_WORK INSTRUCTION_:
Pick out each line in these entries that contains the string "Result".

_MATERIAL PROVIDED_:
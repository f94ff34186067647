//! Middleware layer.
//!
//! Middleware intercepts requests and responses and is the right place for
//! cross-cutting concerns: structured tracing, request-id injection, and
//! header inspection.
//!
//! # Two flavors, one ordering contract
//!
//! - [`Middleware`] units see the typed [`Request`] and [`Response`].
//! - [`EnvMiddleware`] units see a string-keyed [`Environment`], the shape
//!   adapter-style pipelines from other frameworks expect.
//!
//! Both are stored as [`Layer`]s in one arena, addressed by position, and may
//! be interleaved freely. For a pipeline `[A, B, C]` wrapping router `T`:
//!
//! ```text
//! A.before → B.before → C.before → T → C.after → B.after → A.after
//! ```
//!
//! # Short-circuit and faults
//!
//! A `before` that returns [`Flow::Respond`] stops the forward walk: later
//! layers and the router never run. The responding layer's own `after` runs
//! with that response, then the outer layers' `after`s in reverse.
//!
//! An `Err` from any phase, or from the handler, is a fault. It is returned
//! as-is and no further `after` runs. Nothing in the pipeline catches or
//! retries.

mod builtin;
mod env;

pub use builtin::{HeaderLogger, RequestId, ScopeLogger};
pub use env::{keys, EnvMiddleware, Environment, Headers, Value};

use tracing::{debug, trace};

use crate::error::Error;
use crate::request::{Parts, Request};
use crate::response::Response;
use crate::router::Router;

/// What a `before` phase decided.
#[derive(Debug)]
pub enum Flow {
    /// Hand the request to the next layer, or to the router after the last.
    Continue,
    /// Stop here and unwind with this response.
    Respond(Response),
}

/// A typed middleware unit.
///
/// Both phases default to no-ops, so a unit implements only what it needs.
///
/// ```rust
/// use strata::{Error, Parts, Response, middleware::Middleware};
///
/// struct PoweredBy;
///
/// impl Middleware for PoweredBy {
///     fn name(&self) -> &str { "powered-by" }
///
///     fn after(&self, _req: &Parts, res: &mut Response) -> Result<(), Error> {
///         res.set_header("x-powered-by", "strata");
///         Ok(())
///     }
/// }
/// ```
pub trait Middleware: Send + Sync + 'static {
    /// Tag used in trace events.
    fn name(&self) -> &str;

    fn before(&self, _req: &mut Request) -> Result<Flow, Error> {
        Ok(Flow::Continue)
    }

    fn after(&self, _req: &Parts, _res: &mut Response) -> Result<(), Error> {
        Ok(())
    }
}

enum Unit {
    Typed(Box<dyn Middleware>),
    Env(Box<dyn EnvMiddleware>),
}

/// One position in a [`Pipeline`], holding either middleware flavor.
pub struct Layer {
    unit: Unit,
}

impl Layer {
    pub fn typed(m: impl Middleware) -> Self {
        Self { unit: Unit::Typed(Box::new(m)) }
    }

    pub fn adapter(m: impl EnvMiddleware) -> Self {
        Self { unit: Unit::Env(Box::new(m)) }
    }

    pub fn name(&self) -> &str {
        match &self.unit {
            Unit::Typed(m) => m.name(),
            Unit::Env(m) => m.name(),
        }
    }

    fn before(&self, req: &mut Request) -> Result<Flow, Error> {
        match &self.unit {
            Unit::Typed(m) => m.before(req),
            Unit::Env(m) => {
                let mut env = Environment::for_request(&req.parts);
                let flow = m.before(&mut env)?;
                env.commit_request(&mut req.parts)?;
                Ok(flow)
            }
        }
    }

    fn after(&self, req: &Parts, res: &mut Response) -> Result<(), Error> {
        match &self.unit {
            Unit::Typed(m) => m.after(req, res),
            Unit::Env(m) => {
                let mut env = Environment::for_response(req, res);
                m.after(&mut env)?;
                env.commit_response(res)
            }
        }
    }
}

/// An ordered chain of [`Layer`]s around a [`Router`].
///
/// Built once at startup, then shared read-only (behind `Arc`) by every
/// request. The first registered layer is the outermost.
///
/// ```rust
/// use strata::{Pipeline, Router, middleware::{HeaderLogger, ScopeLogger}};
///
/// let pipeline = Pipeline::new(Router::new())
///     .layer(ScopeLogger::new("core"))
///     .adapter(HeaderLogger);
/// assert_eq!(pipeline.names(), ["core", "header-logger"]);
/// ```
pub struct Pipeline {
    layers: Vec<Layer>,
    endpoint: Router,
}

impl Pipeline {
    pub fn new(endpoint: Router) -> Self {
        Self { layers: Vec::new(), endpoint }
    }

    /// Appends `layer` inside every layer registered so far.
    pub fn register(mut self, layer: Layer) -> Self {
        debug!(unit = layer.name(), position = self.layers.len(), "instancing middleware");
        self.layers.push(layer);
        self
    }

    /// Appends a typed unit.
    pub fn layer(self, m: impl Middleware) -> Self {
        self.register(Layer::typed(m))
    }

    /// Appends an environment-flavor unit.
    pub fn adapter(self, m: impl EnvMiddleware) -> Self {
        self.register(Layer::adapter(m))
    }

    pub fn len(&self) -> usize {
        self.layers.len()
    }

    pub fn is_empty(&self) -> bool {
        self.layers.is_empty()
    }

    /// Layer names, outermost first.
    pub fn names(&self) -> Vec<&str> {
        self.layers.iter().map(Layer::name).collect()
    }

    /// Drives one request through every layer and the router.
    pub async fn handle(&self, mut req: Request) -> Result<Response, Error> {
        if self.layers.is_empty() {
            return self.endpoint.dispatch(req).await;
        }

        let mut entered = 0;
        let mut early = None;
        for (position, layer) in self.layers.iter().enumerate() {
            entered = position + 1;
            trace!(unit = layer.name(), position, "begin before");
            let flow = layer.before(&mut req)?;
            trace!(unit = layer.name(), position, "end before");

            if let Flow::Respond(res) = flow {
                debug!(unit = layer.name(), position, status = res.status_code(), "short-circuit");
                early = Some(res);
                break;
            }
        }

        let (head, mut res) = match early {
            Some(res) => (req.parts, res),
            None => {
                let head = req.parts.clone();
                (head, self.endpoint.dispatch(req).await?)
            }
        };

        for (position, layer) in self.layers[..entered].iter().enumerate().rev() {
            trace!(unit = layer.name(), position, "begin after");
            layer.after(&head, &mut res)?;
            trace!(unit = layer.name(), position, "end after");
        }

        Ok(res)
    }
}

_REPLY_:
///     fn after(&self, _req: &Parts, res: &mut Response) -> Result<(), Error> {
    fn before(&self, _req: &mut Request) -> Result<Flow, Error> {
    fn after(&self, _req: &Parts, _res: &mut Response) -> Result<(), Error> {
    fn before(&self, req: &mut Request) -> Result<Flow, Error> {
    fn after(&self, req: &Parts, res: &mut Response) -> Result<(), Error> {
    pub async fn handle(&self, mut req: Request) -> Result<Response, Error> {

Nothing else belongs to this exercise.